(Oleh : Al-Ustadz Abdul Mu’thi, Lc.)
Sesungguhnya, pelaksanaan Jum’atan adalah perkumpulan akbar kaum muslimin di suatu kota, wilayah, atau kampung dalam setiap pekannya. Oleh karena itu, disyariatkan bagi orang yang akan berangkat Jum’atan melakukan beberapa hal berikut :
1. Mandi untuk Shalat Jum’at
Hukum mandi Jum’at adalah wajib. Di antara dalilnya adalah sabda Nabi Shallallahu ‘alaihi wasallam,
غُسْلُ يَوْمِ الْجُمُعَةِ وَاجِبٌ عَلَى كُلِّ مُحْتَلِمٍ
“Mandi pada hari Jum’ata dalah wajib atas setiap yang sudah baligh.” (HR. al-Bukhari no. 879)
Dalam hadits ini, Nabi Shallallahu ‘alaihi wasallam mengatakan wajib dan tentu tidak ada yang lebih fasih daripada Nabi Shallallahu ‘alaihi wasallam dalam menyampaikan kata-kata.
Adapun hadits yang menyatakan, “Barangsiapa berwudhu pada hariJum’at, dia telah bagus dan barangsiapa yang mandi, mandi itu lebihbaik.” (HR. an-Nasai dalam Sunan-nya dari Amrah)
Andaikata riwayat ini sahih, tetap tidak mengandung nash dan dalil bahwa mandi Jum’at itu tidak wajib.

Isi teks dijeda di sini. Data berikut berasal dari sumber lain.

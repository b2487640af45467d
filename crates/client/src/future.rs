// Copyright 2025 Crrow
//
// Licensed under the Apache License, Version 2.0 (the "License");
// you may not use this file except in compliance with the License.
// You may obtain a copy of the License at
//
//      http://www.apache.org/licenses/LICENSE-2.0
//
// Unless required by applicable law or agreed to in writing, software
// distributed under the License is distributed on an "AS IS" BASIS,
// WITHOUT WARRANTIES OR CONDITIONS OF ANY KIND, either express or implied.
// See the License for the specific language governing permissions and
// limitations under the License.

//! Single-assignment operation future with listener callbacks.
//!
//! [`OperationFuture`] is the result container for one logical store
//! operation. It is written exactly once (by the response pipeline) and read
//! any number of times: by blocking waiters, by async waiters, and by
//! registered listeners. The contract it keeps:
//!
//! - the outcome slot transitions pending → settled exactly once; a second
//!   completion attempt is rejected with an illegal-state error;
//! - every listener, whether registered before or after completion, is
//!   notified exactly once with the stored outcome;
//! - a timed-out wait leaves the future untouched; a later wait still
//!   observes the real outcome.
//!
//! One mutex guards the outcome slot, the fired flag, the listener set, and
//! the waker list together, so the add-or-fire-now decision in
//! [`OperationFuture::add_listener`] is atomic with respect to completion.
//! Listeners are always invoked with the lock released.

use std::{
    sync::{Arc, Condvar, Mutex, MutexGuard},
    task::Waker,
    time::{Duration, Instant},
};

use tokio::task::AbortHandle;
use tracing::debug;

use crate::types::{ClientError, ClientResult};

/// Callback interface for operation completion
///
/// Implementations must be ready to be invoked from a transport worker task
/// or synchronously from the registering thread (when the future is already
/// settled at registration time).
pub trait OperationListener<T>: Send + Sync {
    /// Invoked once with the converted result when the operation succeeds
    fn on_success(&self, value: &T);

    /// Invoked once with the stored error when the operation fails or is
    /// cancelled
    fn on_failure(&self, error: &ClientError);
}

/// Everything the single state mutex protects
struct FutureState<T> {
    /// Write-once outcome slot; `Some` means settled
    outcome:   Option<ClientResult<T>>,
    /// Settled by `cancel` rather than by completion
    cancelled: bool,
    /// The listener batch has been fired; late registrations fire inline
    fired:     bool,
    /// Listeners registered before completion, in registration order
    listeners: Vec<Arc<dyn OperationListener<T>>>,
    /// Async waiters parked on `outcome()`
    wakers:    Vec<Waker>,
    /// Dispatch task to abort on best-effort cancellation
    abort:     Option<AbortHandle>,
}

struct Inner<T> {
    state:   Mutex<FutureState<T>>,
    /// Released whenever the future settles
    settled: Condvar,
}

/// Single-assignment, thread-safe container for the eventual result of one
/// store operation
///
/// Cloning the handle is cheap and every clone observes the same outcome.
pub struct OperationFuture<T> {
    inner: Arc<Inner<T>>,
}

impl<T> Clone for OperationFuture<T> {
    fn clone(&self) -> Self {
        Self {
            inner: Arc::clone(&self.inner),
        }
    }
}

impl<T> Default for OperationFuture<T> {
    fn default() -> Self { Self::new() }
}

impl<T> OperationFuture<T> {
    /// Creates a pending future
    pub fn new() -> Self {
        Self {
            inner: Arc::new(Inner {
                state:   Mutex::new(FutureState {
                    outcome:   None,
                    cancelled: false,
                    fired:     false,
                    listeners: Vec::new(),
                    wakers:    Vec::new(),
                    abort:     None,
                }),
                settled: Condvar::new(),
            }),
        }
    }

    /// Locks the state, recovering from a poisoned lock
    ///
    /// Listeners fire with the lock released, so state behind a poisoned
    /// lock is still consistent.
    fn lock(&self) -> MutexGuard<'_, FutureState<T>> {
        self.inner
            .state
            .lock()
            .unwrap_or_else(|poisoned| poisoned.into_inner())
    }

    /// Removes a previously registered listener
    ///
    /// Returns `false` (no-op) once the listener batch has fired: the
    /// notification was already promised and will not be revoked.
    pub fn remove_listener(&self, listener: &Arc<dyn OperationListener<T>>) -> bool {
        let mut state = self.lock();
        if state.fired {
            return false;
        }
        let before = state.listeners.len();
        state
            .listeners
            .retain(|candidate| !Arc::ptr_eq(candidate, listener));
        state.listeners.len() != before
    }

    /// Records the dispatch task feeding this future, for best-effort
    /// cancellation
    pub(crate) fn track_dispatch(&self, handle: AbortHandle) {
        let mut state = self.lock();
        if state.cancelled {
            // Cancelled before the task was tracked; stop it now.
            handle.abort();
        } else if state.outcome.is_none() {
            state.abort = Some(handle);
        }
    }

    /// Best-effort cancellation
    ///
    /// Aborts the tracked dispatch task if one is running, settles the
    /// future with [`ClientError::Cancelled`], and notifies listeners with
    /// that failure. Returns `false` if the future already settled:
    /// a completed operation cannot be cancelled.
    pub fn cancel(&self) -> bool {
        let (abort, listeners, wakers) = {
            let mut state = self.lock();
            if state.outcome.is_some() {
                return false;
            }
            state.cancelled = true;
            state.outcome = Some(Err(ClientError::Cancelled));
            state.fired = true;
            let abort = state.abort.take();
            let listeners = std::mem::take(&mut state.listeners);
            let wakers = std::mem::take(&mut state.wakers);
            self.inner.settled.notify_all();
            (abort, listeners, wakers)
        };
        if let Some(handle) = abort {
            debug!("aborting in-flight dispatch for cancelled operation");
            handle.abort();
        }
        for listener in &listeners {
            listener.on_failure(&ClientError::Cancelled);
        }
        for waker in wakers {
            waker.wake();
        }
        true
    }

    /// True once the future settled, by completion or cancellation
    pub fn is_done(&self) -> bool { self.lock().outcome.is_some() }

    /// True if the future was settled by `cancel`
    pub fn is_cancelled(&self) -> bool { self.lock().cancelled }
}

impl<T: Clone> OperationFuture<T> {
    /// Stores the success outcome and notifies everyone exactly once
    ///
    /// # Errors
    /// Returns an `IllegalState` error if the future is already settled.
    pub fn complete(&self, value: T) -> ClientResult<()> { self.settle(Ok(value)) }

    /// Stores the failure outcome and notifies everyone exactly once
    ///
    /// # Errors
    /// Returns an `IllegalState` error if the future is already settled.
    pub fn complete_err(&self, error: ClientError) -> ClientResult<()> { self.settle(Err(error)) }

    fn settle(&self, outcome: ClientResult<T>) -> ClientResult<()> {
        let mut state = self.lock();
        if state.outcome.is_some() {
            return Err(ClientError::IllegalState {
                message: "future already settled".to_string(),
            });
        }
        let listeners = std::mem::take(&mut state.listeners);
        let wakers = std::mem::take(&mut state.wakers);
        state.fired = true;
        state.abort = None;
        let snapshot = (!listeners.is_empty()).then(|| outcome_snapshot(&outcome));
        state.outcome = Some(outcome);
        self.inner.settled.notify_all();
        drop(state);

        // Outcome is immutable from here on; notify with the lock released.
        if let Some(snapshot) = snapshot {
            for listener in &listeners {
                notify(listener, &snapshot);
            }
        }
        for waker in wakers {
            waker.wake();
        }
        Ok(())
    }

    /// Registers a listener, or fires it immediately if the future already
    /// settled
    ///
    /// The decision is made under the state lock, so a listener registered
    /// concurrently with completion is notified exactly once, either as
    /// part of the completion batch or inline here, never both.
    pub fn add_listener(&self, listener: Arc<dyn OperationListener<T>>) {
        let fire_now = {
            let mut state = self.lock();
            if state.fired {
                // Settled: notify inline, do not store.
                state.outcome.as_ref().map(outcome_snapshot)
            } else {
                state.listeners.push(listener.clone());
                None
            }
        };
        if let Some(snapshot) = fire_now {
            notify(&listener, &snapshot);
        }
    }

    /// Blocks the calling thread until the future settles
    ///
    /// Blocks only the caller; safe to use from any plain thread while the
    /// dispatch proceeds on the runtime. Async callers should use
    /// [`OperationFuture::outcome`] instead.
    pub fn wait(&self) -> ClientResult<T> {
        let mut state = self.lock();
        loop {
            if let Some(outcome) = &state.outcome {
                return outcome.clone();
            }
            state = self
                .inner
                .settled
                .wait(state)
                .unwrap_or_else(|poisoned| poisoned.into_inner());
        }
    }

    /// Blocks until the future settles or the timeout elapses
    ///
    /// A timeout raises [`ClientError::Timeout`] without touching the
    /// future: the in-flight operation continues and a later wait still
    /// observes its real outcome.
    pub fn wait_timeout(&self, timeout: Duration) -> ClientResult<T> {
        let deadline = Instant::now() + timeout;
        let mut state = self.lock();
        loop {
            if let Some(outcome) = &state.outcome {
                return outcome.clone();
            }
            let now = Instant::now();
            if now >= deadline {
                return Err(ClientError::Timeout {
                    millis: timeout.as_millis() as u64,
                });
            }
            let (guard, _) = self
                .inner
                .settled
                .wait_timeout(state, deadline - now)
                .unwrap_or_else(|poisoned| poisoned.into_inner());
            state = guard;
        }
    }

    /// Awaits the outcome without blocking the runtime
    pub async fn outcome(&self) -> ClientResult<T> {
        std::future::poll_fn(|cx| {
            let mut state = self.lock();
            if let Some(outcome) = &state.outcome {
                return std::task::Poll::Ready(outcome.clone());
            }
            if !state.wakers.iter().any(|w| w.will_wake(cx.waker())) {
                state.wakers.push(cx.waker().clone());
            }
            std::task::Poll::Pending
        })
        .await
    }

    /// Returns the outcome if the future already settled
    pub fn try_outcome(&self) -> Option<ClientResult<T>> { self.lock().outcome.clone() }
}

/// Borrow-free view of a settled outcome, used to notify with the lock
/// released
enum Snapshot<T> {
    Value(T),
    Error(ClientError),
}

fn outcome_snapshot<T: Clone>(outcome: &ClientResult<T>) -> Snapshot<T> {
    match outcome {
        Ok(value) => Snapshot::Value(value.clone()),
        Err(error) => Snapshot::Error(error.clone()),
    }
}

fn notify<T>(listener: &Arc<dyn OperationListener<T>>, snapshot: &Snapshot<T>) {
    match snapshot {
        Snapshot::Value(value) => listener.on_success(value),
        Snapshot::Error(error) => listener.on_failure(error),
    }
}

Di dalamnya hanya dijelaskan tentang wudhu adalah sebaik-baik amalan dan bahwa mandi itu lebih baik, hal ini tidak diragukan. Sungguh Allah Subhanahu wata’ala berfirman,
وَلَوْءَامَنَ اَهْلُ الْكِتَابِ لَكَانَ خَيْرًالَّهُمْ
“Sekiranya ahli Kitab beriman, tentulah itu lebih baik bagi mereka.” (Ali Imran: 110)
Apakah ayat ini menunjukkan bahwa iman dan takwa tidak wajib? Sama sekali tidak. (al-Muhalla 2/14, Ibnu Hazm)
Masalah lain, wajibnya mandi bukan karena hari Jum’at, melainkan karena akan menghadiri Jum’atan. Nabi Shallallahu ‘alaihi wasallam bersabda (yang artinya), “Apabila salah seorang dari kalian mendatangi Jum’atan hendaknya dia mandi.” (Shahihal-Bukhari no. 877 dari hadits Ibnu Umar radhiyallahu ‘anhuma)
Hadits ini menunjukkan bahwa orang yang ingin menghadiri Jum’atan harus mandi meskipun yang akan hadir itu orang yang tidak wajib Jum’atan, seperti budak, anak kecil, dan wanita. Dipahami pula dari hadits ini, mandi tidak disyariatkan bagi yang tidak menghadiri Jum’atan. (lihat kitab Ahaditsul Jumu’ah hlm. 204 karya Abdul Quddus Muhammad Nadzir)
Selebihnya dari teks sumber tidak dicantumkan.